Repeat the data in full. No line may differ from the original.

---- Exercise materials

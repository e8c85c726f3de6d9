// src/timeliness.rs
use chrono::{NaiveDate, NaiveDateTime};
use once_cell::sync::Lazy;
use regex::Regex;
use rust_decimal::Decimal;
use serde::Serialize;
use tracing::debug;

use crate::records::{TimeEntry, UNKNOWN};

// --- Submission timestamp parsing ---

// Trailing `Z` or `+HH:MM` / `-HHMM` after a clock time.
static TZ_SUFFIX: Lazy<Regex> = Lazy::new(|| {
    Regex::new(r"(\d{2}:\d{2}(?::\d{2}(?:\.\d+)?)?)(?:Z|[+-]\d{2}:?\d{2})$")
        .expect("Invalid timezone suffix regex")
});

const TIMESTAMP_FORMATS: &[&str] = &[
    "%Y-%m-%d %H:%M:%S",
    "%Y-%m-%d %H:%M:%S%.f",
    "%Y-%m-%dT%H:%M:%S",
    "%Y-%m-%dT%H:%M:%S%.f",
];

/// Parses a submission timestamp, ignoring any timezone suffix. If no full date-time
/// format fits, the first ten characters are tried as a plain date (midnight).
pub fn parse_submission_timestamp(raw: &str) -> Option<NaiveDateTime> {
    let trimmed = raw.trim();
    let cleaned = TZ_SUFFIX.replace(trimmed, "$1");

    for format in TIMESTAMP_FORMATS {
        if let Ok(parsed) = NaiveDateTime::parse_from_str(&cleaned, format) {
            return Some(parsed);
        }
    }

    let date_part = cleaned.get(..10)?;
    NaiveDate::parse_from_str(date_part, "%Y-%m-%d")
        .ok()
        .and_then(|d| d.and_hms_opt(0, 0, 0))
}

// --- Timeliness records ---

#[derive(Debug, Clone, Copy, PartialEq, Eq, Hash, PartialOrd, Ord, Serialize)]
pub enum TimelinessCategory {
    #[serde(rename = "Same Day")]
    SameDay,
    #[serde(rename = "1 Day Late")]
    OneDayLate,
    #[serde(rename = "2 Days Late")]
    TwoDaysLate,
    #[serde(rename = "3+ Days Late")]
    ThreePlusDaysLate,
}

impl TimelinessCategory {
    /// Display order, earliest first.
    pub const ALL: [TimelinessCategory; 4] = [
        TimelinessCategory::SameDay,
        TimelinessCategory::OneDayLate,
        TimelinessCategory::TwoDaysLate,
        TimelinessCategory::ThreePlusDaysLate,
    ];

    /// Submissions on or before the work date count as same day.
    pub fn from_delay(delay_days: i64) -> Self {
        match delay_days {
            d if d <= 0 => TimelinessCategory::SameDay,
            1 => TimelinessCategory::OneDayLate,
            2 => TimelinessCategory::TwoDaysLate,
            _ => TimelinessCategory::ThreePlusDaysLate,
        }
    }

    pub fn label(&self) -> &'static str {
        match self {
            TimelinessCategory::SameDay => "Same Day",
            TimelinessCategory::OneDayLate => "1 Day Late",
            TimelinessCategory::TwoDaysLate => "2 Days Late",
            TimelinessCategory::ThreePlusDaysLate => "3+ Days Late",
        }
    }
}

impl std::fmt::Display for TimelinessCategory {
    fn fmt(&self, f: &mut std::fmt::Formatter<'_>) -> std::fmt::Result {
        f.write_str(self.label())
    }
}

#[derive(Debug, Clone, PartialEq, Serialize)]
pub struct TimelinessRecord {
    pub entry_id: i64,
    pub work_date: NaiveDate,
    pub submission_date: NaiveDate,
    pub delay_days: i64,
    pub category: TimelinessCategory,
    pub employee_name: String,
    #[serde(with = "rust_decimal::serde::float")]
    pub hours: Decimal,
}

/// One record per entry that has both a work date and a parseable submission
/// timestamp. Entries missing either are left out of the population entirely.
pub fn analyze(entries: &[TimeEntry]) -> Vec<TimelinessRecord> {
    let records: Vec<TimelinessRecord> = entries.iter().filter_map(timeliness_of).collect();
    debug!(
        "Timeliness analysis kept {} of {} entries",
        records.len(),
        entries.len()
    );
    records
}

fn timeliness_of(entry: &TimeEntry) -> Option<TimelinessRecord> {
    let work_date = entry.work_date?;
    let submission_date = entry.submitted_at?.date();
    let delay_days = (submission_date - work_date).num_days();

    Some(TimelinessRecord {
        entry_id: entry.id,
        work_date,
        submission_date,
        delay_days,
        category: TimelinessCategory::from_delay(delay_days),
        employee_name: entry
            .employee_name()
            .map(str::to_string)
            .unwrap_or_else(|| UNKNOWN.to_string()),
        hours: entry.hours,
    })
}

--------

» **Written answer**
repository e8c85c726f3de6d9
// src/timeliness.rs
use chrono::{NaiveDate, NaiveDateTime};
use once_cell::sync::Lazy;
use regex::Regex;
use rust_decimal::Decimal;
use serde::Serialize;
use tracing::debug;

use crate::records::{TimeEntry, UNKNOWN};

// --- Submission timestamp parsing ---

// Trailing `Z` or `+HH:MM` / `-HHMM` after a clock time.
static TZ_SUFFIX: Lazy<Regex> = Lazy::new(|| {
    Regex::new(r"(\d{2}:\d{2}(?::\d{2}(?:\.\d+)?)?)(?:Z|[+-]\d{2}:?\d{2})$")
        .expect("Invalid timezone suffix regex")
});

const TIMESTAMP_FORMATS: &[&str] = &[
    "%Y-%m-%d %H:%M:%S",
    "%Y-%m-%d %H:%M:%S%.f",
    "%Y-%m-%dT%H:%M:%S",
    "%Y-%m-%dT%H:%M:%S%.f",
];

/// Parses a submission timestamp, ignoring any timezone suffix. If no full date-time
/// format fits, the first ten characters are tried as a plain date (midnight).
pub fn parse_submission_timestamp(raw: &str) -> Option<NaiveDateTime> {
    let trimmed = raw.trim();
    let cleaned = TZ_SUFFIX.replace(trimmed, "$1");

    for format in TIMESTAMP_FORMATS {
        if let Ok(parsed) = NaiveDateTime::parse_from_str(&cleaned, format) {
            return Some(parsed);
        }
    }

    let date_part = cleaned.get(..10)?;
    NaiveDate::parse_from_str(date_part, "%Y-%m-%d")
        .ok()
        .and_then(|d| d.and_hms_opt(0, 0, 0))
}

// --- Timeliness records ---

#[derive(Debug, Clone, Copy, PartialEq, Eq, Hash, PartialOrd, Ord, Serialize)]
pub enum TimelinessCategory {
    #[serde(rename = "Same Day")]
    SameDay,
    #[serde(rename = "1 Day Late")]
    OneDayLate,
    #[serde(rename = "2 Days Late")]
    TwoDaysLate,
    #[serde(rename = "3+ Days Late")]
    ThreePlusDaysLate,
}

impl TimelinessCategory {
    /// Display order, earliest first.
    pub const ALL: [TimelinessCategory; 4] = [
        TimelinessCategory::SameDay,
        TimelinessCategory::OneDayLate,
        TimelinessCategory::TwoDaysLate,
        TimelinessCategory::ThreePlusDaysLate,
    ];

    /// Submissions on or before the work date count as same day.
    pub fn from_delay(delay_days: i64) -> Self {
        match delay_days {
            d if d <= 0 => TimelinessCategory::SameDay,
            1 => TimelinessCategory::OneDayLate,
            2 => TimelinessCategory::TwoDaysLate,
            _ => TimelinessCategory::ThreePlusDaysLate,
        }
    }

    pub fn label(&self) -> &'static str {
        match self {
            TimelinessCategory::SameDay => "Same Day",
            TimelinessCategory::OneDayLate => "1 Day Late",
            TimelinessCategory::TwoDaysLate => "2 Days Late",
            TimelinessCategory::ThreePlusDaysLate => "3+ Days Late",
        }
    }
}

impl std::fmt::Display for TimelinessCategory {
    fn fmt(&self, f: &mut std::fmt::Formatter<'_>) -> std::fmt::Result {
        f.write_str(self.label())
    }
}

#[derive(Debug, Clone, PartialEq, Serialize)]
pub struct TimelinessRecord {
    pub entry_id: i64,
    pub work_date: NaiveDate,
    pub submission_date: NaiveDate,
    pub delay_days: i64,
    pub category: TimelinessCategory,
    pub employee_name: String,
    #[serde(with = "rust_decimal::serde::float")]
    pub hours: Decimal,
}

/// One record per entry that has both a work date and a parseable submission
/// timestamp. Entries missing either are left out of the population entirely.
pub fn analyze(entries: &[TimeEntry]) -> Vec<TimelinessRecord> {
    let records: Vec<TimelinessRecord> = entries.iter().filter_map(timeliness_of).collect();
    debug!(
        "Timeliness analysis kept {} of {} entries",
        records.len(),
        entries.len()
    );
    records
}

fn timeliness_of(entry: &TimeEntry) -> Option<TimelinessRecord> {
    let work_date = entry.work_date?;
    let submission_date = entry.submitted_at?.date();
    let delay_days = (submission_date - work_date).num_days();

    Some(TimelinessRecord {
        entry_id: entry.id,
        work_date,
        submission_date,
        delay_days,
        category: TimelinessCategory::from_delay(delay_days),
        employee_name: entry
            .employee_name()
            .map(str::to_string)
            .unwrap_or_else(|| UNKNOWN.to_string()),
        hours: entry.hours,
    })
}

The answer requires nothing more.